Caracol
Ana Poliak
Argentina, 1982, 2 min, B&W, silent
Parapalos
Ana Poliak
Argentina, 2004, 90 min, colour, Spanish
They go together, the first film and the last. Caracol is a silent short filmed in 16 mm with a Bolex, lasting less than two minutes in its little universe. The story is close to what comes after: a boy climbs a wall to look more closely at a snail moving slowly along the top, and finds an alien world. Between white sheets and linen drying in the sun, there are two young girls playing with a bag that floats above them as if by magic. Something like this happens to the protagonist of Parapalos, but in a harder way, because he isn't a child anymore and the world he discovers is that of working in the city.

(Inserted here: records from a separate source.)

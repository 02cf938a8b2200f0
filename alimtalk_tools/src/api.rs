use std::sync::Arc;

use log::*;
use reqwest::{
    header::{HeaderMap, HeaderValue},
    Client,
};

use crate::{
    config::AlimtalkConfig,
    data_objects::{AlimtalkMessage, AlimtalkResponse, Recipient, SendRequest},
    AlimtalkApiError,
};

#[derive(Clone)]
pub struct AlimtalkApi {
    config: AlimtalkConfig,
    client: Arc<Client>,
}

impl std::fmt::Debug for AlimtalkApi {
    fn fmt(&self, f: &mut std::fmt::Formatter<'_>) -> std::fmt::Result {
        write!(f, "AlimtalkApi ({:?})", self.config)
    }
}

impl AlimtalkApi {
    pub fn new(config: AlimtalkConfig) -> Result<Self, AlimtalkApiError> {
        let mut headers = HeaderMap::with_capacity(2);
        let val = HeaderValue::from_str(config.secret_key.reveal().as_str())
            .map_err(|e| AlimtalkApiError::Initialization(e.to_string()))?;
        headers.insert("X-Secret-Key", val);
        headers.insert("Content-Type", HeaderValue::from_static("application/json;charset=UTF-8"));
        let client = Client::builder()
            .default_headers(headers)
            .timeout(std::time::Duration::from_secs(10))
            .build()
            .map_err(|e| AlimtalkApiError::Initialization(e.to_string()))?;
        Ok(Self { config, client: Arc::new(client) })
    }

    pub fn config(&self) -> &AlimtalkConfig {
        &self.config
    }

    /// The request body for sending `message` with the configured template.
    pub fn send_request(&self, message: AlimtalkMessage) -> SendRequest {
        SendRequest {
            sender_key: self.config.sender_key.clone(),
            template_code: self.config.template_code.clone(),
            recipient_list: vec![Recipient {
                recipient_no: message.recipient_no,
                template_parameter: message.template_parameters,
            }],
        }
    }

    /// Sends one template message. A response with `isSuccessful: false` is reported as
    /// [`AlimtalkApiError::Rejected`].
    pub async fn send(&self, message: AlimtalkMessage) -> Result<AlimtalkResponse, AlimtalkApiError> {
        let url = self.config.messages_url();
        let body = self.send_request(message);
        trace!("Sending alimtalk request to {url}");
        let response = self
            .client
            .post(url)
            .json(&body)
            .send()
            .await
            .map_err(|e| AlimtalkApiError::RestResponseError(e.to_string()))?;
        if !response.status().is_success() {
            let status = response.status().as_u16();
            let message = response.text().await.map_err(|e| AlimtalkApiError::RestResponseError(e.to_string()))?;
            return Err(AlimtalkApiError::QueryError { status, message });
        }
        let result =
            response.json::<AlimtalkResponse>().await.map_err(|e| AlimtalkApiError::JsonError(e.to_string()))?;
        if !result.header.is_successful {
            let code = result.header.result_code;
            return Err(AlimtalkApiError::Rejected { code, message: result.header.result_message });
        }
        debug!("Alimtalk message accepted. {}", result.header.result_message);
        Ok(result)
    }
}
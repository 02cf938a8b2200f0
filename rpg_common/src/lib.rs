mod won;

pub mod helpers;
pub mod op;
mod secret;

pub use secret::Secret;
pub use won::{Won, WonConversionError, KRW_CURRENCY_CODE};
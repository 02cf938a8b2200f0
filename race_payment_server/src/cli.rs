use std::{env, env::VarError};

/// There's no real CLI for the server, so just do quick 'n dirty
pub fn handle_command_line_args() -> bool {
    let has_cli_args = env::args().count() > 1;
    if has_cli_args {
        // We don't expect any CLI args, so always print the help
        display_readme();
        display_envs();
    }
    has_cli_args
}

fn display_readme() {
    const README: &str = include_str!("./cli-help.txt");
    println!("\n{README}\n");
}

fn display_envs() {
    // Be explicit about which envars to print, so as to avoid accidentally exposing secrets
    const DISPLAY_ENVS: [&str; 14] = [
        "RUST_LOG",
        "RPG_HOST",
        "RPG_PORT",
        "RPG_DATABASE_URL",
        "RPG_BANK_ACCOUNT_NO",
        "RPG_BANK_CODE_NAME",
        "RPG_WEBHOOK_IP_WHITELIST",
        "RPG_USE_X_FORWARDED_FOR",
        "RPG_USE_FORWARDED",
        "RPG_EVENT_BUFFER_SIZE",
        "RPG_ALIMTALK_API_URL",
        "RPG_ALIMTALK_APP_KEY",
        "RPG_ALIMTALK_SENDER_KEY",
        "RPG_ALIMTALK_TEMPLATE_CODE",
    ];

    println!("Current environment values (EXCLUDING variables that contain secrets):");
    DISPLAY_ENVS.iter().for_each(|&name| {
        let val = match env::var(name) {
            Ok(s) => s,
            Err(VarError::NotPresent) => "Not set".into(),
            Err(VarError::NotUnicode(s)) => format!("Invalid value: {}", s.to_string_lossy()),
        };
        println!("  {name:<35} {val:<15}");
    })
}
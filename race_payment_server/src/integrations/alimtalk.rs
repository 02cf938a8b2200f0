use alimtalk_tools::{AlimtalkApi, AlimtalkApiError, AlimtalkConfig, AlimtalkMessage};
use log::*;
use race_payment_engine::{
    events::EventHooks,
    notifications::{payment_confirmed_hook, PaymentNotifier},
    traits::{FeatureFlags, NotificationError, NotificationSender, PaymentConfirmedMessage},
};
use rpg_common::helpers::normalize_phone_number;

/// Delivers registrant notices as alimtalk template messages.
#[derive(Clone, Debug)]
pub struct AlimtalkNotifier {
    api: AlimtalkApi,
}

impl AlimtalkNotifier {
    pub fn new(api: AlimtalkApi) -> Self {
        Self { api }
    }
}

impl NotificationSender for AlimtalkNotifier {
    async fn send_payment_confirmed(&self, message: &PaymentConfirmedMessage) -> Result<(), NotificationError> {
        let msg = payment_confirmed_template(message)?;
        trace!("📨️ Sending payment confirmed alimtalk to {}", msg.recipient_no);
        self.api.send(msg).await.map(|_| ()).map_err(|e| match e {
            AlimtalkApiError::Rejected { .. } | AlimtalkApiError::QueryError { .. } => {
                NotificationError::Rejected(e.to_string())
            },
            e => NotificationError::Unreachable(e.to_string()),
        })
    }
}

/// Fills the payment confirmed template's placeholders.
pub fn payment_confirmed_template(message: &PaymentConfirmedMessage) -> Result<AlimtalkMessage, NotificationError> {
    let recipient = normalize_phone_number(&message.phone);
    if recipient.is_empty() {
        return Err(NotificationError::InvalidMessage(format!("{} has no usable phone number", message.name)));
    }
    Ok(AlimtalkMessage::new(recipient)
        .with_parameter("name", message.name.as_str())
        .with_parameter("eventDate", message.event_date.as_str())
        .with_parameter("location", message.location.as_str())
        .with_parameter("distance", message.distance.as_str())
        .with_parameter("fee", message.fee.as_str()))
}

/// Event hooks that send a payment confirmed alimtalk whenever a payment is confirmed and the `payment_confirmed`
/// feature is switched on in `flags`.
pub fn create_notification_hooks<F>(config: AlimtalkConfig, flags: F) -> Result<EventHooks, AlimtalkApiError>
where F: FeatureFlags + Send + Sync + 'static {
    let api = AlimtalkApi::new(config)?;
    let notifier = PaymentNotifier::new(flags, AlimtalkNotifier::new(api));
    let mut hooks = EventHooks::default();
    hooks.on_payment_confirmed(payment_confirmed_hook(notifier));
    info!("📨️ Payment confirmed notices will be sent with alimtalk");
    Ok(hooks)
}
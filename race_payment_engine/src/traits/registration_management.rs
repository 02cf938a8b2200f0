use crate::{
    db_types::{Competition, ParticipationGroup, ReconciliationView, Registration, RegistrationId},
    traits::RegistrationError,
};

/// Read access to the registration store.
///
/// [`RegistrationDatabase`](crate::traits::RegistrationDatabase) holds the machinery that changes registrations;
/// `RegistrationManagement` only ever queries.
#[allow(async_fn_in_trait)]
pub trait RegistrationManagement {
    async fn fetch_competition(&self, id: i64) -> Result<Option<Competition>, RegistrationError>;

    async fn fetch_participation_group(&self, id: i64) -> Result<Option<ParticipationGroup>, RegistrationError>;

    /// All participation groups of a competition, in insertion order.
    async fn fetch_groups_for_competition(
        &self,
        competition_id: i64,
    ) -> Result<Vec<ParticipationGroup>, RegistrationError>;

    async fn fetch_registration(&self, id: &RegistrationId) -> Result<Option<Registration>, RegistrationError>;

    /// The registration joined with its competition and participation group.
    async fn fetch_reconciliation_view(
        &self,
        id: &RegistrationId,
    ) -> Result<Option<ReconciliationView>, RegistrationError>;

    /// Every `pending` registration, newest first. Ties on `created_at` are broken by id, descending, so the result is
    /// stable between calls.
    async fn fetch_pending_views(&self) -> Result<Vec<ReconciliationView>, RegistrationError>;

    /// All registrations made by the given member, newest first.
    async fn fetch_registrations_for_user(&self, user_id: &str) -> Result<Vec<Registration>, RegistrationError>;

    /// Guest registrations for a competition that were made under the given registrant name.
    async fn fetch_guest_registrations(
        &self,
        competition_id: i64,
        name: &str,
    ) -> Result<Vec<Registration>, RegistrationError>;
}
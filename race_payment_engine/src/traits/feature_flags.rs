use std::{collections::HashMap, future::Future};

use thiserror::Error;

#[derive(Debug, Clone, Error)]
pub enum FeatureFlagError {
    #[error("Could not read feature flag {feature}. {reason}")]
    LookupFailed { feature: String, reason: String },
}

/// Read-only view onto the notification feature switches.
///
/// A feature the provider knows nothing about is disabled. There is no caching requirement; implementations may hit
/// their backing store on every call.
pub trait FeatureFlags {
    fn is_enabled(&self, feature: &str) -> impl Future<Output = Result<bool, FeatureFlagError>> + Send;
}

/// A fixed set of feature flags, configured up front.
#[derive(Debug, Clone, Default)]
pub struct StaticFeatureFlags {
    flags: HashMap<String, bool>,
}

impl StaticFeatureFlags {
    pub fn new() -> Self {
        Self::default()
    }

    pub fn with_flag<S: Into<String>>(mut self, feature: S, enabled: bool) -> Self {
        self.flags.insert(feature.into(), enabled);
        self
    }
}

impl FeatureFlags for StaticFeatureFlags {
    async fn is_enabled(&self, feature: &str) -> Result<bool, FeatureFlagError> {
        Ok(self.flags.get(feature).copied().unwrap_or(false))
    }
}
//! # Race payment server
//! This crate hosts the HTTP server for race registration payments. It is responsible for:
//! * Serving the bank-matching agent's webhook: listing the registrations that are waiting for a bank transfer, and
//!   accepting confirmations once transfers have been matched.
//! * Wiring payment confirmation events to the alimtalk notification provider.
//!
//! ## Configuration
//! The server is configured via environment variables. See [config](config/index.html) for more information.
//!
//! ## Routes
//! The server exposes the following routes:
//! * `/health`: A health check route that returns a 200 OK response.
//! * `GET /bank/orders`: All orders awaiting payment.
//! * `POST /bank/order`: A single order, by id.
//! * `POST|PUT /bank/confirm`: Confirm a batch of orders as paid.
//!
//! The `/bank` routes speak the bank-matching agent's protocol. Every protocol response, failures included, carries
//! HTTP status 200; the outcome is in the body's `return_code`.
pub mod cli;
pub mod config;
pub mod data_objects;
pub mod errors;
pub mod helpers;
#[cfg(feature = "alimtalk")]
pub mod integrations;
pub mod routes;
pub mod server;

#[cfg(test)]
mod endpoint_tests;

A young man from Germania (an old community of German migrants on the Argentine coast, where there are a lot of fields) comes to Buenos Aires to live and work. He moves in with a cousin, a girl who is also from the country, who rents a tiny apartment with one small bed. As often happened to workers in the past (though it has not disappeared completely), they live with a system of "hot-bedding": when she wakes up, he other comes home from work, making a space as if it were a Soviet romantic comedy, a film by Abram Room, making the most of time, space and happiness. His job is also something that almost doesn't exist either: he's a pin boy (parapalos in Spanish) at a bowling alley that's half real, half digital. Night after night he and some workmates sit, lie and crouch on the invisible side of the game, behind a wooden partition -a space even smaller than his home- picking up pins and returning balls. They're all men and older than him, and they've all lived a long life full of ideas, which they pass on to the lad. A film that takes place almost entirely in interiors, in precarious working and living conditions, which squeezes out of all this the joy of living between things.